>>

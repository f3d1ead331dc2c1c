use crate::events::AppEvent;
use crate::jenkins::JenkinsClient;
use std::sync::Arc;
use tokio::sync::mpsc;

/// Runs one history fetch and reports the outcome tagged with `generation`.
pub async fn fetch_history(
    client: &JenkinsClient,
    generation: u64,
    tx: &mpsc::UnboundedSender<AppEvent>,
) {
    let event = match client.fetch_history().await {
        Ok(builds) => AppEvent::HistoryLoaded { generation, builds },
        Err(e) => {
            tracing::error!("history fetch #{generation} failed: {e}");
            AppEvent::HistoryFailed {
                generation,
                error: e.to_string(),
            }
        }
    };
    if tx.send(event).is_err() {
        tracing::warn!("history fetch #{generation}: channel closed");
    }
}

/// Spawns [`fetch_history`] on the runtime so the event loop keeps drawing.
pub fn spawn_fetch(
    client: Arc<JenkinsClient>,
    generation: u64,
    tx: mpsc::UnboundedSender<AppEvent>,
) {
    tokio::spawn(async move {
        fetch_history(&client, generation, &tx).await;
    });
}

#[cfg(test)]
mod tests {
    use super::*;
    use wiremock::matchers::method;
    use wiremock::{Mock, MockServer, ResponseTemplate};

    #[tokio::test]
    async fn success_reports_loaded_with_generation() {
        let server = MockServer::start().await;
        Mock::given(method("GET"))
            .respond_with(ResponseTemplate::new(200).set_body_json(serde_json::json!({
                "appData": {"info": {"builds": [{"number": 1}, {"number": 2}]}}
            })))
            .mount(&server)
            .await;

        let client = JenkinsClient::new(&server.uri(), "o/r", None).unwrap();
        let (tx, mut rx) = mpsc::unbounded_channel();
        fetch_history(&client, 7, &tx).await;

        match rx.recv().await {
            Some(AppEvent::HistoryLoaded { generation, builds }) => {
                assert_eq!(generation, 7);
                assert_eq!(builds.len(), 2);
            }
            other => panic!("expected HistoryLoaded, got {other:?}"),
        }
    }

    #[tokio::test]
    async fn failure_reports_failed_with_message() {
        let server = MockServer::start().await;
        Mock::given(method("GET"))
            .respond_with(ResponseTemplate::new(500))
            .mount(&server)
            .await;

        let client = JenkinsClient::new(&server.uri(), "o/r", None).unwrap();
        let (tx, mut rx) = mpsc::unbounded_channel();
        fetch_history(&client, 3, &tx).await;

        match rx.recv().await {
            Some(AppEvent::HistoryFailed { generation, error }) => {
                assert_eq!(generation, 3);
                assert!(error.contains("500"), "error was: {error}");
            }
            other => panic!("expected HistoryFailed, got {other:?}"),
        }
    }

    #[tokio::test]
    async fn closed_channel_does_not_panic() {
        let server = MockServer::start().await;
        Mock::given(method("GET"))
            .respond_with(ResponseTemplate::new(404))
            .mount(&server)
            .await;

        let client = JenkinsClient::new(&server.uri(), "o/r", None).unwrap();
        let (tx, rx) = mpsc::unbounded_channel();
        drop(rx);
        fetch_history(&client, 1, &tx).await;
    }
}
use crate::app::{AppState, HistoryView};
use crate::table::{HistoryTable, HEADER, HEADER_ROW};
use crate::tui::text;
use ratatui::layout::{Constraint, Rect};
use ratatui::style::{Color, Modifier, Style};
use ratatui::text::Line;
use ratatui::widgets::{Block, Borders, Cell, Paragraph, Row, Table, TableState};
use ratatui::Frame;

fn table_block(title: String) -> Block<'static> {
    Block::default()
        .borders(Borders::TOP | Borders::LEFT)
        .border_style(Style::default().fg(Color::DarkGray))
        .title(title)
}

fn column_widths(narrow: bool) -> [Constraint; 7] {
    let (ago, text_col) = if narrow { (10, 10) } else { (14, 16) };
    [
        Constraint::Length(6),
        Constraint::Length(ago),
        Constraint::Length(9),
        Constraint::Length(text_col),
        Constraint::Length(text_col),
        Constraint::Min(10),
        Constraint::Length(8),
    ]
}

/// Data rows that fit below the header.
fn visible_rows(inner: Rect) -> usize {
    usize::from(inner.height).saturating_sub(1)
}

/// First data row shown so that the cursor stays on screen.
pub fn scroll_offset(cursor: usize, visible: usize) -> usize {
    let data_idx = cursor.saturating_sub(1);
    if visible > 0 && data_idx >= visible {
        data_idx - visible + 1
    } else {
        0
    }
}

/// Maps an absolute terminal row inside `area` to a rendered-table row index
/// (`HEADER_ROW` for the header). Rows past the data are not clamped; callers
/// check them against the table.
pub fn row_at(area: Rect, cursor: usize, y: u16) -> Option<usize> {
    let inner = table_block(String::new()).inner(area);
    if y < inner.y || y >= inner.y.saturating_add(inner.height) {
        return None;
    }
    let rel = usize::from(y - inner.y);
    if rel == 0 {
        return Some(HEADER_ROW);
    }
    Some(scroll_offset(cursor, visible_rows(inner)) + rel)
}

pub fn render(f: &mut Frame, area: Rect, state: &AppState, view: &HistoryView) {
    let title = match &view.table {
        Some(table) => format!(" {} · {} builds ", state.config.repo, table.data_rows().len()),
        None => format!(" {} ", state.config.repo),
    };
    let block = table_block(title);

    let Some(table) = &view.table else {
        let msg = if state.is_loading {
            Line::styled(
                format!("{} Loading build history…", text::spinner(state.spinner_frame)),
                Style::default().fg(Color::Yellow),
            )
        } else {
            Line::styled(
                "No build history loaded. Press r to retry.",
                Style::default().fg(Color::DarkGray),
            )
        };
        f.render_widget(Paragraph::new(msg).block(block), area);
        return;
    };

    if table.is_empty() {
        let para = Paragraph::new("No builds found")
            .style(Style::default().fg(Color::DarkGray))
            .block(block);
        f.render_widget(para, area);
        return;
    }

    let inner = block.inner(area);
    let narrow = area.width < crate::app::NARROW_WIDTH_THRESHOLD;
    let visible = visible_rows(inner);
    let offset = scroll_offset(view.cursor, visible);

    let widget = Table::new(visible_slice(table, offset, visible), column_widths(narrow))
        .header(
            Row::new(HEADER).style(
                Style::default()
                    .fg(Color::Blue)
                    .add_modifier(Modifier::BOLD),
            ),
        )
        .row_highlight_style(Style::default().bg(Color::Blue))
        .block(block);

    let mut table_state =
        TableState::default().with_selected(view.cursor.checked_sub(1 + offset));
    f.render_stateful_widget(widget, area, &mut table_state);
}

fn visible_slice(table: &HistoryTable, offset: usize, visible: usize) -> Vec<Row<'static>> {
    table
        .data_rows()
        .iter()
        .skip(offset)
        .take(visible)
        .map(|row| {
            Row::new(row.cells.iter().map(|c| Cell::from(c.clone())))
                .style(Style::default().fg(row.color))
        })
        .collect()
}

<<

= Work request =
Set down again, word for word, the stretch of records from the line with "let block = table_block(title);" to the line with "Row::new(row.cells.iter().map(|c| Cell::from(c.clone())))", both of those lines included.

= The completed task =
    let block = table_block(title);

    let Some(table) = &view.table else {
        let msg = if state.is_loading {
            Line::styled(
                format!("{} Loading build history…", text::spinner(state.spinner_frame)),
                Style::default().fg(Color::Yellow),
            )
        } else {
            Line::styled(
                "No build history loaded. Press r to retry.",
                Style::default().fg(Color::DarkGray),
            )
        };
        f.render_widget(Paragraph::new(msg).block(block), area);
        return;
    };

    if table.is_empty() {
        let para = Paragraph::new("No builds found")
            .style(Style::default().fg(Color::DarkGray))
            .block(block);
        f.render_widget(para, area);
        return;
    }

    let inner = block.inner(area);
    let narrow = area.width < crate::app::NARROW_WIDTH_THRESHOLD;
    let visible = visible_rows(inner);
    let offset = scroll_offset(view.cursor, visible);

    let widget = Table::new(visible_slice(table, offset, visible), column_widths(narrow))
        .header(
            Row::new(HEADER).style(
                Style::default()
                    .fg(Color::Blue)
                    .add_modifier(Modifier::BOLD),
            ),
        )
        .row_highlight_style(Style::default().bg(Color::Blue))
        .block(block);

    let mut table_state =
        TableState::default().with_selected(view.cursor.checked_sub(1 + offset));
    f.render_stateful_widget(widget, area, &mut table_state);
}

fn visible_slice(table: &HistoryTable, offset: usize, visible: usize) -> Vec<Row<'static>> {
    table
        .data_rows()
        .iter()
        .skip(offset)
        .take(visible)
        .map(|row| {
            Row::new(row.cells.iter().map(|c| Cell::from(c.clone())))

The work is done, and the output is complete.